I couldn't reproduce this issue with 4.10.

[dmbaturin@alcor ~/d/t/brtest]$ soupault --version
soupault 4.10.0

Copyright 2024 Daniil Baturin et al.
soupault is free software distributed under the MIT license.
Visit https://www.soupault.app for news and documentation.

Compiled with OCaml 4.14.2

[dmbaturin@alcor ~/d/t/brtest]$ cat soupault.toml 

# To learn about configuring soupault, visit https://www.soupault.app/reference-manual

[settings]
  # Soupault version that the config was written/generated for
  # Trying to process this config with an older version will result in an error message
  soupault_version = "4.10.0"

  # Stop on page processing errors?
  strict = true

  # Display progress?
  verbose = true

  # Display detailed debug output?
  debug = false

  # Where input files (pages and assets) are stored.
  site_dir = "site"

  # Where the output goes
  build_dir = "build"

  # Files inside the site/ directory can be treated as pages or static assets,
  # depending on the extension.
  #
  # Files with extensions from this list are considered pages and processed.
  # All other files are copied to build/ unchanged.
  #
  # Note that for formats other than HTML, you need to specify an external program
  # for converting them to HTML (see below).
  page_file_extensions = ["htm", "html", "md", "rst", "adoc"]

  # By default, soupault uses "clean URLs",
  # that is, $site_dir/page.html is converted to $build_dir/page/index.html
  # You can make it produce $build_dir/page.tml instead by changing this option to false
  clean_urls = true

  # If you set clean_urls=false,
  # file names with ".html" and ".htm" extensions are left unchanged.
  keep_extensions = ["html", "htm"]

  # All other extensions (".md", ".rst"...) are replaced, by default with ".html"
  default_extension = "html"

  # Page files with these extensions are ignored.
  ignore_extensions = ["draft"]

  # Soupault can work as a website generator or an HTML processor.
  #
  # In the "website generator" mode, it considers files in site/ page bodies
  # and inserts them into the empty page template stored in templates/main.html
  #
  # Setting this option to false switches it to the "HTML processor" mode
  # when it considers every file in site/ a complete page and only runs it through widgets/plugins.
  generator_mode = true

  # Files that contain an <html> element are considered complete pages rather than page bodies,
  # even in the "website generator" mode.
  # This allows you to use a unique layout for some pages and still have them processed by widgets.
  complete_page_selector = "html"

  # Website generator mode requires a page template (an empty page to insert a page body into).
  # If you use "generator_mode = false", this file is not required.
  default_template_file = "templates/main.html"

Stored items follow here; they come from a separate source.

//! # 신원 조회(Identity Resolution) 서비스
//!
//! 프로바이더가 부여한 `external_id`로 이미 연결된 사용자를 찾고,
//! 없으면 [`IdentityAttachmentService`]로 새 사용자를 만드는
//! find-or-create 흐름을 구현합니다.
//!
//! ## 상태 전이 (신원 단위)
//!
//! ```text
//! Unknown ──(create)──► Linked
//! ```
//!
//! `Linked`는 종료 상태입니다. 재로그인 시 토큰이나 프로필을 갱신하지 않으며,
//! 저장된 레코드를 그대로 반환합니다.
//!
//! ## 동시성
//!
//! 조회와 생성은 서로 다른 두 번의 저장소 호출이며 트랜잭션으로 묶이지 않습니다.
//! 같은 신규 `external_id`로 두 요청이 동시에 들어오면 둘 다 miss를 볼 수 있습니다.
//! 저장소의 유니크 인덱스가 두 번째 생성을 `ConflictError`로 거절하면,
//! 이 서비스는 한 번 더 조회해서 먼저 생성된 레코드를 반환합니다.
//! 재조회도 miss면 충돌을 `PersistenceWriteFailed`로 돌려줍니다.

use std::sync::Arc;
use crate::{
    config::{AliasPolicy, ProviderTag},
    domain::{
        entities::users::user::User,
        models::oauth::{Credential, ProviderProfile},
    },
    repositories::users::UserStore,
};
use crate::errors::{AppError, AppResult};
use super::attachment_service::IdentityAttachmentService;

pub struct IdentityResolutionService {
    user_store: Arc<dyn UserStore>,
    attachment: IdentityAttachmentService,
}

impl IdentityResolutionService {
    /// 같은 저장소를 공유하는 연결 서비스와 함께 생성합니다.
    pub fn new(user_store: Arc<dyn UserStore>, alias_policy: AliasPolicy) -> Self {
        let attachment = IdentityAttachmentService::new(user_store.clone(), alias_policy);
        Self {
            user_store,
            attachment,
        }
    }

    /// 연결된 사용자를 반환하거나, 없으면 새로 생성합니다.
    ///
    /// # 처리 단계
    ///
    /// 1. `find_by_identity(provider, external_id)` - 실패하면 그대로 반환 (생성 시도 없음)
    /// 2. hit - 저장된 레코드를 변경 없이 반환
    /// 3. miss - `external_id`와 프로필 id가 같은지 확인 후 `attach`
    ///
    /// # Errors
    ///
    /// * `AppError::LookupFailed` - 조회 실패
    /// * `AppError::MalformedProfile` - 프로필 id 불일치 또는 필수 필드 누락
    /// * `AppError::AliasExtractionFailed` - 별칭 추출 실패
    /// * `AppError::PersistenceWriteFailed` - 저장 실패
    pub async fn resolve_or_create(
        &self,
        provider: ProviderTag,
        external_id: &str,
        profile: &ProviderProfile,
        credential: &Credential,
    ) -> AppResult<User> {
        let start_time = std::time::Instant::now();

        if let Some(existing) = self.user_store.find_by_identity(provider, external_id).await? {
            log::info!(
                "{} 사용자 로그인: external_id={}, id={}",
                provider,
                external_id,
                existing.id_string().unwrap_or_default()
            );
            return Ok(existing);
        }

        if profile.external_id() != Some(external_id) {
            return Err(AppError::MalformedProfile(format!(
                "요청한 external_id({})와 프로필 id가 다릅니다",
                external_id
            )));
        }

        let result = match self.attachment.attach(provider, profile, credential).await {
            Err(AppError::ConflictError(msg)) => {
                log::warn!(
                    "{} 신원 동시 생성 감지, 재조회합니다: external_id={}",
                    provider,
                    external_id
                );
                self.user_store
                    .find_by_identity(provider, external_id)
                    .await?
                    .ok_or(AppError::PersistenceWriteFailed(msg))
            }
            other => other,
        };

        log::debug!("신원 조회/생성 소요 시간: {:?}", start_time.elapsed());
        result
    }

    /// 프로필에서 프로바이더와 `external_id`를 꺼내 [`resolve_or_create`](Self::resolve_or_create)를 호출합니다.
    pub async fn resolve_profile(
        &self,
        profile: &ProviderProfile,
        credential: &Credential,
    ) -> AppResult<User> {
        let external_id = profile
            .external_id()
            .ok_or_else(|| {
                AppError::MalformedProfile(format!("{} 프로필에 id가 없습니다", profile.provider()))
            })?
            .to_string();

        self.resolve_or_create(profile.provider(), &external_id, profile, credential)
            .await
    }
}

  # Page content is inserted into a certain element of the page template.
  # This option is a CSS selector that is used for locating that element.
  # By default the content is inserted into the <body>
  default_content_selector = "body"

  # You can choose where exactly to insert the content in its parent element.
  # The default is append_child, but there are more, including prepend_child and replace_content
  default_content_action = "append_child"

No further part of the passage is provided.